凍える寒さから身を守ろうと、自分の体を抱きしめながら歩くマリア(38)。4人の子どもの母親である彼女が向かっているのは、マラウイのザレカ難民キャンプにある衣服の配布センターです。
毎年、冬がきても、マリアは自身や子どもたちが着る冬服を持っていません。それは、このキャンプで暮らす何千人もの難民も同じ。暖かい服を家族に買う余裕がないのです。
「このキャンプは、冬はとても寒くなります。でもセーターすら持っておらず、子どもたちに服を買うお金もありません。だからこそ、今日この服をもらえてうれしいです。これで暖かく過ごせます」。マリアはたくさんの服をうれしそうに抱えて話します。
ユニクロとGUは2015年以降、マラウイの難民キャンプに衣類の寄贈を行ってきました。
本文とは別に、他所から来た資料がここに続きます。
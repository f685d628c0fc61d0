use std::fs::OpenOptions;
use std::io::{self, Write};
use std::path::Path;
use std::sync::{Arc, Mutex};

use tracing_subscriber::fmt::time::UtcTime;
use tracing_subscriber::fmt::writer::BoxMakeWriter;
use tracing_subscriber::prelude::*;
use tracing_subscriber::EnvFilter;

use super::{RegistryError, RegistryResult};

/// Install the global subscriber: human-readable events on stderr filtered
/// by `RUST_LOG` (default `info`), plus JSON lines appended to `log_path`
/// when given.
pub fn init_logging(log_path: Option<&Path>) -> RegistryResult<()> {
    let stderr_filter =
        EnvFilter::try_from_default_env().unwrap_or_else(|_| EnvFilter::new("info"));
    let stderr_layer = tracing_subscriber::fmt::layer()
        .with_writer(io::stderr)
        .with_target(false)
        .with_filter(stderr_filter);

    let file_layer = match log_path {
        Some(path) => {
            let file = OpenOptions::new().create(true).append(true).open(path)?;
            let file = Arc::new(Mutex::new(file));
            let make_writer = BoxMakeWriter::new(move || SharedWriter {
                file: Arc::clone(&file),
            });
            let layer = tracing_subscriber::fmt::layer()
                .json()
                .with_timer(UtcTime::rfc_3339())
                .with_writer(make_writer)
                .with_filter(EnvFilter::new("debug,sqlx=warn"));
            Some(layer)
        }
        None => None,
    };

    tracing_subscriber::registry()
        .with(file_layer)
        .with(stderr_layer)
        .try_init()
        .map_err(|err| RegistryError::Logging(err.to_string()))?;

    Ok(())
}

struct SharedWriter {
    file: Arc<Mutex<std::fs::File>>,
}

impl Write for SharedWriter {
    fn write(&mut self, buf: &[u8]) -> io::Result<usize> {
        let mut file = self
            .file
            .lock()
            .map_err(|_| io::Error::other("failed to lock log file"))?;
        file.write(buf)
    }

    fn flush(&mut self) -> io::Result<()> {
        let mut file = self
            .file
            .lock()
            .map_err(|_| io::Error::other("failed to lock log file"))?;
        file.flush()
    }
}
use tokio::runtime::Handle;

use sqlscore_core::{ExecutionError, ExecutionHandle, Row};

use crate::runner::QueryRunner;

/// Exposes an async [`QueryRunner`] through the synchronous
/// [`ExecutionHandle`] contract by blocking on a runtime handle.
///
/// `execute` must be called from outside the runtime's worker threads
/// (the main thread or plain worker threads), never from async code.
pub struct BlockingHandle<R> {
    runner: R,
    runtime: Handle,
}

impl<R: QueryRunner> BlockingHandle<R> {
    pub fn new(runner: R, runtime: Handle) -> Self {
        Self { runner, runtime }
    }

    pub fn runner(&self) -> &R {
        &self.runner
    }
}

impl<R: QueryRunner> ExecutionHandle for BlockingHandle<R> {
    fn execute(&self, sql: &str) -> Result<Vec<Row>, ExecutionError> {
        self.runtime.block_on(self.runner.fetch_rows(sql))
    }

    fn backend(&self) -> &str {
        self.runner.engine()
    }
}

impl<R> std::fmt::Debug for BlockingHandle<R> {
    fn fmt(&self, f: &mut std::fmt::Formatter<'_>) -> std::fmt::Result {
        f.debug_struct("BlockingHandle").finish_non_exhaustive()
    }
}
その数、1梱に150〜200点、約9,000梱におよびます。
「私たちは5人家族ですが、家族それぞれがセーターなど7種類の服を受け取り、合計で35着の服を手に入れることができました。寒い季節の防寒着としてだけでなく、外に出歩く時のよそ行き用の服にもなります」。
2022年6月の統計によると、ザレカ難民キャンプには5万5,054人の難民・庇護希望者が暮らしています。しかし、ウクライナ危機などの新たな緊急事態が起こるたびに、世界の注目はマラウイからはどんどん離れていき、このコミュニティの切実なニーズはすぐに忘れ去られてしまいます。
資金不足の影響で、国連世界食糧計画(WFP)はこの難民キャンプへの食料支援をを25%削減、法的制限により移動や雇用の自由がなく生計の機会が限られている難民は、自分たちで日々生き抜くための食料を手に入れる方法を考えなければなりません。食料価格は先月から急激に上昇しているため、難民は服など他の必需品よりも、食料を優先せざるを得ない状況になっています。
ニズルジェロ(27)は、もらった服へのよろこびを隠しきれません。「キャンプではセーター1枚が2.5ドル(約345円)もする。食料の配給は以前の約7割、このままでは月末まで持ちません。運良くキャンプで(非正規雇用の)仕事があったとしても、食料の値段が上がっているので、わずかなお金は食費優先で使っています」。
「この服を送ってくれる人たちに神のご加護がありますように」と祈りを捧げるアミサ。「私たちにはもっと暖かい服、特にジャケットやセーターが必要です。ここの人たちは貧しく、市場で服を買うことができません。私たちはこの支援をとてもありがたく思っています」。